Copy every line of the following data that includes the string "else".

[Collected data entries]
++++++++

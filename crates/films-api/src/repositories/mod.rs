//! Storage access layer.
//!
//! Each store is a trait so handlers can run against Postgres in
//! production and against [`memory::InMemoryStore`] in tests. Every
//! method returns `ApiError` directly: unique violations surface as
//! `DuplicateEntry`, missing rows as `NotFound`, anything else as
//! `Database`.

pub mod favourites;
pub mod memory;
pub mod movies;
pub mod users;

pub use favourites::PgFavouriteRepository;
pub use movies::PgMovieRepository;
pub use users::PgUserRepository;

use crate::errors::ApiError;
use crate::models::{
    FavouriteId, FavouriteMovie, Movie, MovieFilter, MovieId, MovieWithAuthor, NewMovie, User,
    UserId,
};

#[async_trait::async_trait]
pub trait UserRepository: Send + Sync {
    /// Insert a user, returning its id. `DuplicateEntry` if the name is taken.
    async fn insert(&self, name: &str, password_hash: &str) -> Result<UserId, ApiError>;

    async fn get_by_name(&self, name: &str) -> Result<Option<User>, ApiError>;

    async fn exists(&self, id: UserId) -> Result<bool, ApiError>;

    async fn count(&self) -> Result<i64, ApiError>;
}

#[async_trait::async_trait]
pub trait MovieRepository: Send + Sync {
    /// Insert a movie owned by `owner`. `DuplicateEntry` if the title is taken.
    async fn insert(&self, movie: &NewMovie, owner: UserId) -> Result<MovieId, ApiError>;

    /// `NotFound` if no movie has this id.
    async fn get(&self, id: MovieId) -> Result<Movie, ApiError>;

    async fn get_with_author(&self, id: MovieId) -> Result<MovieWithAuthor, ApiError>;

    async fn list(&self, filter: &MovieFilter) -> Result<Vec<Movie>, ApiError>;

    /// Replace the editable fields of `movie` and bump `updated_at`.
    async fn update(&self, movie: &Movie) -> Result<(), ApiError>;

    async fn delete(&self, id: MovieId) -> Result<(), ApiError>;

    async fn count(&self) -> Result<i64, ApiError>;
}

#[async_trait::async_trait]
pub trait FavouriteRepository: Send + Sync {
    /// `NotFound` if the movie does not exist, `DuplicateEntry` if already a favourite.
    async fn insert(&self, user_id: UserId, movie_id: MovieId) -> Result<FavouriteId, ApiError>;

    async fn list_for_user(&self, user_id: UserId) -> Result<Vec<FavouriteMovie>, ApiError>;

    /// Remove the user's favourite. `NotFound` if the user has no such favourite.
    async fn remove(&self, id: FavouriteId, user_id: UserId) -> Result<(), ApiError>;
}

++++++++

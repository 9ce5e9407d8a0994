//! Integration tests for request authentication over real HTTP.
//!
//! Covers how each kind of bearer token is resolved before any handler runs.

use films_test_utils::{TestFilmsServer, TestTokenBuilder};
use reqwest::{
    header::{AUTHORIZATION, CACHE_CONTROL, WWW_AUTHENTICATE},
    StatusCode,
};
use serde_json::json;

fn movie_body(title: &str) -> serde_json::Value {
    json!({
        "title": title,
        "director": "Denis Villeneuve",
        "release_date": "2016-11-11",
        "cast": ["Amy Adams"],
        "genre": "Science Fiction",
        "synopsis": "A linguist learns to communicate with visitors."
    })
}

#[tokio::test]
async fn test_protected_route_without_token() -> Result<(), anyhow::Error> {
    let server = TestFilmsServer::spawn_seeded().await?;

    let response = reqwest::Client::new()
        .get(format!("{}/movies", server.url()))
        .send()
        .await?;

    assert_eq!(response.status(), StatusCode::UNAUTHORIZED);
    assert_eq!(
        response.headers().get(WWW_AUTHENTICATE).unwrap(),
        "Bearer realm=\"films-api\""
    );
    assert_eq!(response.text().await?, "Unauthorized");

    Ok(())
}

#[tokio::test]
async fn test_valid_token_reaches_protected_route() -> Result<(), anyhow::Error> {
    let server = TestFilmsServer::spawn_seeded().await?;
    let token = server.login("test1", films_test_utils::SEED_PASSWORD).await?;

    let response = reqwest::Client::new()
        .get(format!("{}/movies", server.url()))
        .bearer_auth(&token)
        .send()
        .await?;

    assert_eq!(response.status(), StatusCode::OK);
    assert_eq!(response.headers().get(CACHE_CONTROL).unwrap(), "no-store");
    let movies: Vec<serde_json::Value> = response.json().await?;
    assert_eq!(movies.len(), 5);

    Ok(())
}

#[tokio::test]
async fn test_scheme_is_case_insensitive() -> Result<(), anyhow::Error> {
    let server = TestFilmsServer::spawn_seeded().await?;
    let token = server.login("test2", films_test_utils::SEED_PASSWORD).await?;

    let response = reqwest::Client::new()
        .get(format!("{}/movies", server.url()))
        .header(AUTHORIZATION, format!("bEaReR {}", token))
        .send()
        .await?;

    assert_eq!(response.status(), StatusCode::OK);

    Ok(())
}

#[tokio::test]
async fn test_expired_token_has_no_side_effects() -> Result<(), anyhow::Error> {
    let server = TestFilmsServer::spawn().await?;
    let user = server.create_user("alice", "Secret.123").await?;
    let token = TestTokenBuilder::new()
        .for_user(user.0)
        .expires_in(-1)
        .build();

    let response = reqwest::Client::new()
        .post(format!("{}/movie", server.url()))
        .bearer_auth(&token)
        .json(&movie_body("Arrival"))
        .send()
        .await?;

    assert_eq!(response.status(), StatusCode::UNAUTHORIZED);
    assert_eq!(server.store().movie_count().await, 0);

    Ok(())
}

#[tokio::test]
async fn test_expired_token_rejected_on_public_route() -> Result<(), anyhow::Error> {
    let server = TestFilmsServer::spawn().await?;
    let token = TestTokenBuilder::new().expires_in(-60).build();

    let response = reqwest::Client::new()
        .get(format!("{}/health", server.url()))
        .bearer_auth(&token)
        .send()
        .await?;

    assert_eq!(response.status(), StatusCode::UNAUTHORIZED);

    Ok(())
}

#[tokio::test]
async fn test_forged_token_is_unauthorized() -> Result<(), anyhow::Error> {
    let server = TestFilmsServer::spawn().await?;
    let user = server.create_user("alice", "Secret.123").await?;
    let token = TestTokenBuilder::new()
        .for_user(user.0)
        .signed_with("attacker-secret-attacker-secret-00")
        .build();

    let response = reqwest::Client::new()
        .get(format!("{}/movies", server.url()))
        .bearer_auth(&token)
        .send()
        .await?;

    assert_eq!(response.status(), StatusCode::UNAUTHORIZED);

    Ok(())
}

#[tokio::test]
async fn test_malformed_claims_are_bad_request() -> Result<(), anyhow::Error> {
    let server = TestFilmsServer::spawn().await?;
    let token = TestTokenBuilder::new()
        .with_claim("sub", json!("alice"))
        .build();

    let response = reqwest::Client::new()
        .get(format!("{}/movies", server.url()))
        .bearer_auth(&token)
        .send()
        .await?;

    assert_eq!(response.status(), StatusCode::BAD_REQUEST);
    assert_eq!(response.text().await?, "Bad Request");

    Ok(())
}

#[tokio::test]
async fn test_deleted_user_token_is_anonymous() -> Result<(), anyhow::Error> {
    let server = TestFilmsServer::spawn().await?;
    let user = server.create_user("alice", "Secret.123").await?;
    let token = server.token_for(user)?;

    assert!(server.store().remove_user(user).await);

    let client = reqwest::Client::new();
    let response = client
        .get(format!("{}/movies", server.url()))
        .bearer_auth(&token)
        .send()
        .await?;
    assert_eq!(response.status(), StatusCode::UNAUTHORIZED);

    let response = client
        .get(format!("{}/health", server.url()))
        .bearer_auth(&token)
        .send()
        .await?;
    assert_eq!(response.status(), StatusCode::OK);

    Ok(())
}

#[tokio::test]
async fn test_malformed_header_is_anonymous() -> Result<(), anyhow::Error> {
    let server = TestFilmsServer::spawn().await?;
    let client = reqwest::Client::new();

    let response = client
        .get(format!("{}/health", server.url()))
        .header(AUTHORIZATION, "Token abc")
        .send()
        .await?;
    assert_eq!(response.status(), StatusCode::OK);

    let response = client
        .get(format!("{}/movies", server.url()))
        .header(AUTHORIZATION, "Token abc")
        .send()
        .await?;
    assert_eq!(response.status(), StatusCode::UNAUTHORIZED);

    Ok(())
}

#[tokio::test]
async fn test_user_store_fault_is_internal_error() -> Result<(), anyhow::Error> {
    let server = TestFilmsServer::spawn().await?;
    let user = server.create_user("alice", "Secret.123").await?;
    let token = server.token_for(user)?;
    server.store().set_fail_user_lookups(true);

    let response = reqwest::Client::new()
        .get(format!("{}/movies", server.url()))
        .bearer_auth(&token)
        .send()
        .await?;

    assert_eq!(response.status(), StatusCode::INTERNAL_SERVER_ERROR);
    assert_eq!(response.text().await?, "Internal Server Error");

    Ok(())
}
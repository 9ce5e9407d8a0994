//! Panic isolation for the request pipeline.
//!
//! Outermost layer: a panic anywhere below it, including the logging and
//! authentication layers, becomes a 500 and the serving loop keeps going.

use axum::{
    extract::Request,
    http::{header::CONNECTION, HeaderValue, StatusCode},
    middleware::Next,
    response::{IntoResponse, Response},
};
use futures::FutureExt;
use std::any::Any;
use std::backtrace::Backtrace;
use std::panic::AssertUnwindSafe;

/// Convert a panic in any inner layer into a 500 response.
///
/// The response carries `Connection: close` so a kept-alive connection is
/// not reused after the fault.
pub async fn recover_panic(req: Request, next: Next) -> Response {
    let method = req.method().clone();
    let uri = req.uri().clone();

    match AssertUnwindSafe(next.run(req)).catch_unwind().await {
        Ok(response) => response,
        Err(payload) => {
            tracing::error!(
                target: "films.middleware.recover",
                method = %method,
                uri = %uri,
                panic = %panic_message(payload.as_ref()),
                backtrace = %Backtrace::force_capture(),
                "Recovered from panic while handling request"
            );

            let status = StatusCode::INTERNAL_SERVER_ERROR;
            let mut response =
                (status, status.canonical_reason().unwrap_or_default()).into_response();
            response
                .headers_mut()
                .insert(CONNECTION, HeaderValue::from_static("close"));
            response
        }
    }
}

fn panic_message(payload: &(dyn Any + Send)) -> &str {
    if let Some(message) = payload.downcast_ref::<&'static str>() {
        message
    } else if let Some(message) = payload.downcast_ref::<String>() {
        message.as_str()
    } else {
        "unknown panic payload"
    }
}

++++++++

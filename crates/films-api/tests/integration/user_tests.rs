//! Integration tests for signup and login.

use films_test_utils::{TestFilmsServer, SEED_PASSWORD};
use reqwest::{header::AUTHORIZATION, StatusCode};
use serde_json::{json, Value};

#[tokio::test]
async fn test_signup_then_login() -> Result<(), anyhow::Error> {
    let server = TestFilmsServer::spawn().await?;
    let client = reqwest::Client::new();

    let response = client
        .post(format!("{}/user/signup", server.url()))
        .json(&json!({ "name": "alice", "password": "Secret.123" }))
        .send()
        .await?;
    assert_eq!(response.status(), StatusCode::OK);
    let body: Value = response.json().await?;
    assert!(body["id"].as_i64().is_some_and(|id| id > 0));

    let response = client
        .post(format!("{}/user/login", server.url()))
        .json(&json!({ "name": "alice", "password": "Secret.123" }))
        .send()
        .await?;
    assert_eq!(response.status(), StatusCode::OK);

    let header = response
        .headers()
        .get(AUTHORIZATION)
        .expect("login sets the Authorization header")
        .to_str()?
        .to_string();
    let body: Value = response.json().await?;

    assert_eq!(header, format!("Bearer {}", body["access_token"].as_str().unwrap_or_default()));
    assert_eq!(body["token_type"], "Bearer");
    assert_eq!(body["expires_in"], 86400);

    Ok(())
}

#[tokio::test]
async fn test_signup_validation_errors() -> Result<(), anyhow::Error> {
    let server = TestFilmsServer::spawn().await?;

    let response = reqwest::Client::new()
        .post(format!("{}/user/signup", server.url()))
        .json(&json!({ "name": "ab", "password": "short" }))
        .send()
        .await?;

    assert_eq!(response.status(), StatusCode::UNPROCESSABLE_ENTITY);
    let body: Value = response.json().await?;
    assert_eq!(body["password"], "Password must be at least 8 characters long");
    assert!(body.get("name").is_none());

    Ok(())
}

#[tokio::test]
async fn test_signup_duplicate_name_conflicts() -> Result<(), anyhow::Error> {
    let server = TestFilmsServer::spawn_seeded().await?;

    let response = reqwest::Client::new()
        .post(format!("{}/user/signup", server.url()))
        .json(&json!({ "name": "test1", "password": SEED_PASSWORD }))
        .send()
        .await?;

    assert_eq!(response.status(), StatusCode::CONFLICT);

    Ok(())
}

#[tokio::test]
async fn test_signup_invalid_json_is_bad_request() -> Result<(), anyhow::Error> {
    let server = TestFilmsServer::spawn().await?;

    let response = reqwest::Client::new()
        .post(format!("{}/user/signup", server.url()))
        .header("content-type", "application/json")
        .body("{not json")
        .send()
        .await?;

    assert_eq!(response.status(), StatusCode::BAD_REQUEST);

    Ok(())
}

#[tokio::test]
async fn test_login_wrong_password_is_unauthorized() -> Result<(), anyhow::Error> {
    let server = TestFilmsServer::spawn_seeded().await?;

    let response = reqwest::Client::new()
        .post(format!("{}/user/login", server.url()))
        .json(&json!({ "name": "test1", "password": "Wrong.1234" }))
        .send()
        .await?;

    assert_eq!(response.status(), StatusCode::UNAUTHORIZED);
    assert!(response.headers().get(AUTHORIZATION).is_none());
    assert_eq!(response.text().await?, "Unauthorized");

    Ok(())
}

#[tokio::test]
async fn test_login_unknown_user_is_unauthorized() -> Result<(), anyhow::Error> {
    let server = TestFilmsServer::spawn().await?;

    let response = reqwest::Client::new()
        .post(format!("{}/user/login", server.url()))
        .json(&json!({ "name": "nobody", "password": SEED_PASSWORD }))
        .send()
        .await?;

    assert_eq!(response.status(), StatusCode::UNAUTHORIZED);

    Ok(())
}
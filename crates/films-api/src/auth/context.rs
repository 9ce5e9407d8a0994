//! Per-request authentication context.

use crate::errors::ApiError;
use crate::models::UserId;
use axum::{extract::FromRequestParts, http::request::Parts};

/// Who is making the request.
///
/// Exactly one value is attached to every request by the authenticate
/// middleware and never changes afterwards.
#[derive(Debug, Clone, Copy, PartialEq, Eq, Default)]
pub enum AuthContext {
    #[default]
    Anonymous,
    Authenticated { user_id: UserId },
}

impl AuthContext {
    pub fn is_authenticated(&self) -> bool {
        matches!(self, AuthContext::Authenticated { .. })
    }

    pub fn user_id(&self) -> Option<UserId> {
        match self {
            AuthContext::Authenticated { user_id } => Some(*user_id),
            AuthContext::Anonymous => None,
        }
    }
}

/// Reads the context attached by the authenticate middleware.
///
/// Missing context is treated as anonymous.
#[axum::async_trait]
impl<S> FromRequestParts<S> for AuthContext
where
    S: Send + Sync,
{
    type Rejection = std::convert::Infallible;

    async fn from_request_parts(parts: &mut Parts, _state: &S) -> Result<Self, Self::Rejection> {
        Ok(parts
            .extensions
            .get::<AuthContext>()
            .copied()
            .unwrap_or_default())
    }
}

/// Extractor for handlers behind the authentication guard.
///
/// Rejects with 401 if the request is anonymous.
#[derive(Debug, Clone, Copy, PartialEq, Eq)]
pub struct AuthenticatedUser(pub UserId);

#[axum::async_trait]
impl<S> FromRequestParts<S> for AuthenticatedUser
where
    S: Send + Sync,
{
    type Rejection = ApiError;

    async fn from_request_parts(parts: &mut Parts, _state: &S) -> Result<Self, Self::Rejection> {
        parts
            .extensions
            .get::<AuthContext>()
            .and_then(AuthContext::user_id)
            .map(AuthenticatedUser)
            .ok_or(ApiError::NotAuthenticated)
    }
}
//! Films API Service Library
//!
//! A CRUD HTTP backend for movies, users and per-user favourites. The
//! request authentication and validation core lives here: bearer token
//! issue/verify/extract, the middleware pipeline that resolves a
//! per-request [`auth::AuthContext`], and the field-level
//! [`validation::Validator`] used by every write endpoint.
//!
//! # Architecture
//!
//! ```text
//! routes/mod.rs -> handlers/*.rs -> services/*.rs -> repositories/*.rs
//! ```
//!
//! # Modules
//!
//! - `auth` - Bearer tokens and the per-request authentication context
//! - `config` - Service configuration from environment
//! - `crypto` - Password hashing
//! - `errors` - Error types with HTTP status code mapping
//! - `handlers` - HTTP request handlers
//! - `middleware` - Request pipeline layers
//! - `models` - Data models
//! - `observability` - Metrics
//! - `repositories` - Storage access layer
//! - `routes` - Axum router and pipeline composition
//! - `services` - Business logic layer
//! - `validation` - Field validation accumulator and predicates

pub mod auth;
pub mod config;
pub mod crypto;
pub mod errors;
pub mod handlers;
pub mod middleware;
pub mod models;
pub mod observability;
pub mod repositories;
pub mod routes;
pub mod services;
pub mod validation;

++++++++

OUTPUT OF THE EXERCISE:
//! `DuplicateEntry`, missing rows as `NotFound`, anything else as
    } else if let Some(message) = payload.downcast_ref::<String>() {
    } else {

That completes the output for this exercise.